John Geometres or Kyriotes (Ιωάννης Γεωμέτρης/Κυριώτης, ), was a Byzantine poet, soldier, and monk. He is one of the main literary figures of the Macedonian Renaissance.

== Biography and work ==
John was probably of noble descent, but other relatives have not been identified. He was well educated and served in the Byzantine army before retiring as a monk. His career encompassed the eventful reigns of Nikephoros II Phokas (r. 963–969), John I Tzimiskes (r. 969–976) and the early years of Basil II (r. 976–1025). As a result, his poetry is full of references to the contemporary Byzantine conflicts with the Bulgarians and the Rus', as well as the rebellions of Bardas Skleros and Bardas Phokas. Among the Byzantine emperors, he singles out Nikephoros II Phokas for particular praise, while he denigrates his murderer and successor John Tzimiskes. He was previously erroneously identified with another John, Bishop of Melitene.

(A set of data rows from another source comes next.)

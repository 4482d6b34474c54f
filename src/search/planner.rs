use crate::signal::{RssiSmoother, SignalRange};

pub const TURN_STEP_DEG: i32 = 90;

#[derive(Debug, Clone, Copy, PartialEq, Eq)]
pub enum Turn{
    Left,
    Right,
}

impl Turn{
    pub fn opposite(self) -> Turn{
        match self{
            Turn::Left => Turn::Right,
            Turn::Right => Turn::Left,
        }
    }
}

/// Dead-reckoned heading in whole degrees, 0 = where the robot started (12 o'clock)
#[derive(Debug, Clone, Copy, PartialEq, Eq, Default)]
pub struct Heading(u16);

impl Heading{
    pub fn new(degrees: i32) -> Self{
        Heading(degrees.rem_euclid(360) as u16)
    }

    pub fn degrees(&self) -> u16{
        self.0
    }

    pub fn turned(self, turn: Turn) -> Heading{
        match turn{
            Turn::Left => Heading::new(self.0 as i32 - TURN_STEP_DEG),
            Turn::Right => Heading::new(self.0 as i32 + TURN_STEP_DEG),
        }
    }
}

#[derive(Debug, Clone, Copy, PartialEq)]
pub enum Decision{
    /// First reading after start (or after losing the phone for good), nothing to compare
    FirstFix{ smoothed: f32 },
    Stronger{ smoothed: f32, previous: f32 },
    Weaker{ smoothed: f32, previous: f32 },
    Unchanged{ smoothed: f32 },
    NotFound,
}

impl Decision{
    pub fn smoothed(&self) -> Option<f32>{
        match *self{
            Decision::FirstFix{ smoothed }
            | Decision::Stronger{ smoothed, .. }
            | Decision::Weaker{ smoothed, .. }
            | Decision::Unchanged{ smoothed } => Some(smoothed),
            Decision::NotFound => None,
        }
    }

    /// What the robot says (and logs) for this decision
    pub fn message(&self) -> Option<&'static str>{
        match self{
            Decision::FirstFix{ .. } => None,
            Decision::Stronger{ .. } => Some("Signal stronger. Continuing forward."),
            Decision::Weaker{ .. } => Some("Signal weaker. Turning to find stronger signal."),
            Decision::Unchanged{ .. } => Some("Signal unchanged. Adjusting direction."),
            Decision::NotFound => Some("Phone not detected. Scanning..."),
        }
    }

    /// The scripted turn; `Stronger` only turns when it runs into an obstacle
    pub fn turn(&self) -> Option<Turn>{
        match self{
            Decision::Weaker{ .. } | Decision::NotFound => Some(Turn::Left),
            Decision::Unchanged{ .. } => Some(Turn::Right),
            Decision::FirstFix{ .. } | Decision::Stronger{ .. } => None,
        }
    }

    pub fn label(&self) -> &'static str{
        match self{
            Decision::FirstFix{ .. } => "first_fix",
            Decision::Stronger{ .. } => "stronger",
            Decision::Weaker{ .. } => "weaker",
            Decision::Unchanged{ .. } => "unchanged",
            Decision::NotFound => "not_found",
        }
    }
}

/// Hardware-free half of the search: smoothing, comparison and heading bookkeeping
pub struct SearchPlanner{
    smoother: RssiSmoother,
    previous: Option<f32>,
    heading: Heading,
    range: SignalRange,
}

impl SearchPlanner{
    pub fn new(window: usize, range: SignalRange) -> Self{
        SearchPlanner{
            smoother: RssiSmoother::new(window),
            previous: None,
            heading: Heading::default(),
            range,
        }
    }

    /// Classify a fresh scan result. A found reading becomes the next comparison point;
    /// a miss (or a non-finite reading) leaves the previous reading alone.
    pub fn decide(&mut self, reading: Option<f32>) -> Decision{
        let rssi = match reading{
            Some(rssi) if rssi.is_finite() => rssi,
            Some(rssi) =>{
                log::warn!("[FIND] ignoring RSSI reading {}", rssi);
                return Decision::NotFound;
            }
            None => return Decision::NotFound,
        };

        let smoothed = self.smoother.push(rssi);
        let decision = match self.previous{
            None => Decision::FirstFix{ smoothed },
            Some(previous) if smoothed > previous => Decision::Stronger{ smoothed, previous },
            Some(previous) if smoothed < previous => Decision::Weaker{ smoothed, previous },
            Some(_) => Decision::Unchanged{ smoothed },
        };

        self.previous = Some(smoothed);
        decision
    }

    pub fn apply_turn(&mut self, turn: Turn) -> Heading{
        self.heading = self.heading.turned(turn);
        self.heading
    }

    pub fn heading(&self) -> Heading{
        self.heading
    }

    pub fn previous(&self) -> Option<f32>{
        self.previous
    }

    pub fn signal_angle(&self, smoothed: f32) -> f32{
        self.range.angle(smoothed)
    }

    pub fn reset(&mut self){
        self.smoother.reset();
        self.previous = None;
        self.heading = Heading::default();
    }
}

impl Default for SearchPlanner{
    fn default() -> Self{
        SearchPlanner::new(crate::signal::DEFAULT_WINDOW, SignalRange::default())
    }
}
fn main(){
    let crate_dir = std::env::var("CARGO_MANIFEST_DIR").unwrap();

    //Config has a crate-private field, no struct literal
    let mut config = cbindgen::Config::default();
    config.language = cbindgen::Language::C;
    config.include_guard = Some("PHONEFIND_H".to_string());

    cbindgen::Builder::new()
        .with_crate(crate_dir)
        .with_config(config)
        .generate()
        .expect("Unable to generate bindings")
        .write_to_file("include/phonefind.h");
}
#[repr(C, packed)]
#[derive(Clone, Copy, Debug, Default)]
pub struct ActionCmd{
    pub action: u8,       //CrawlerAction discriminant
    pub steps: u8,        //repetitions of the gait cycle
    pub speed: u8,        //0-100
}

#[repr(C, packed)]
#[derive(Clone, Copy, Debug, Default)]
pub struct RangeMsg{
    pub distance_cm: f32, //negative when no echo came back
}

#[repr(C, packed)]
#[derive(Clone, Copy, Debug, Default)]
pub struct AckMsg{
    pub msg_type: u8,     //type of the frame being acknowledged
    pub status: u8,       //0 = ok
}

//message sizes
pub const ACTION_CMD_SIZE: usize = 3;   //3 * u8
pub const RANGE_MSG_SIZE: usize = 4;    //1 * f32
pub const ACK_MSG_SIZE: usize = 2;      //2 * u8

impl ActionCmd{
    pub fn new(action: u8, steps: u8, speed: u8) -> Self{
        ActionCmd{ action, steps, speed }
    }

    pub fn to_bytes(&self) -> Vec<u8>{
        let mut bytes = vec![0u8; ACTION_CMD_SIZE];
        unsafe{
            std::ptr::copy_nonoverlapping(
                self as *const Self as *const u8,
                bytes.as_mut_ptr(),
                ACTION_CMD_SIZE
            );
        }
        bytes
    }
}

impl RangeMsg{
    pub fn new(distance_cm: f32) -> Self{
        RangeMsg{ distance_cm }
    }

    pub fn from_bytes(data: &[u8]) -> Option<Self>{
        if data.len() < RANGE_MSG_SIZE{
            return None;
        }
        unsafe{
            Some(std::ptr::read_unaligned(data.as_ptr() as *const Self))
        }
    }

    pub fn to_bytes(&self) -> Vec<u8>{
        let mut bytes = vec![0u8; RANGE_MSG_SIZE];
        unsafe{
            std::ptr::copy_nonoverlapping(
                self as *const Self as *const u8,
                bytes.as_mut_ptr(),
                RANGE_MSG_SIZE
            );
        }
        bytes
    }
}

impl AckMsg{
    pub fn new(msg_type: u8, status: u8) -> Self{
        AckMsg{ msg_type, status }
    }

    pub fn from_bytes(data: &[u8]) -> Option<Self>{
        if data.len() < ACK_MSG_SIZE{
            return None;
        }
        Some(AckMsg{ msg_type: data[0], status: data[1] })
    }

    pub fn to_bytes(&self) -> Vec<u8>{
        vec![self.msg_type, self.status]
    }
}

John Geometres wrote both in verse and in prose. His works include epigrams, including a collection on monasticism called Paradeisos ("Paradise"), hymns to the Virgin Mary, an encomium to an oak tree, as well as prose works on rhetoric, oratory and exegesis.

== Editions ==
The first edition of his poems was published by John Antony Cramer in 1841, based on the 13th-century Paris. suppl. gr. 352 manuscript, but his edition contained many errors. A revised edition with a translation in French was published by Émilie Marlène van Opstall in 2008. An edition and English translation of Geometres's prose Life of the Virgin Mary was published by Maximos Constas and Christos Simelidis in 2023.

== Sources ==
- Kazhdan, Alexander (1991)
- Vasiliev, A. A. (1958). "History of the Byzantine Empire, 324–1453, Volume I"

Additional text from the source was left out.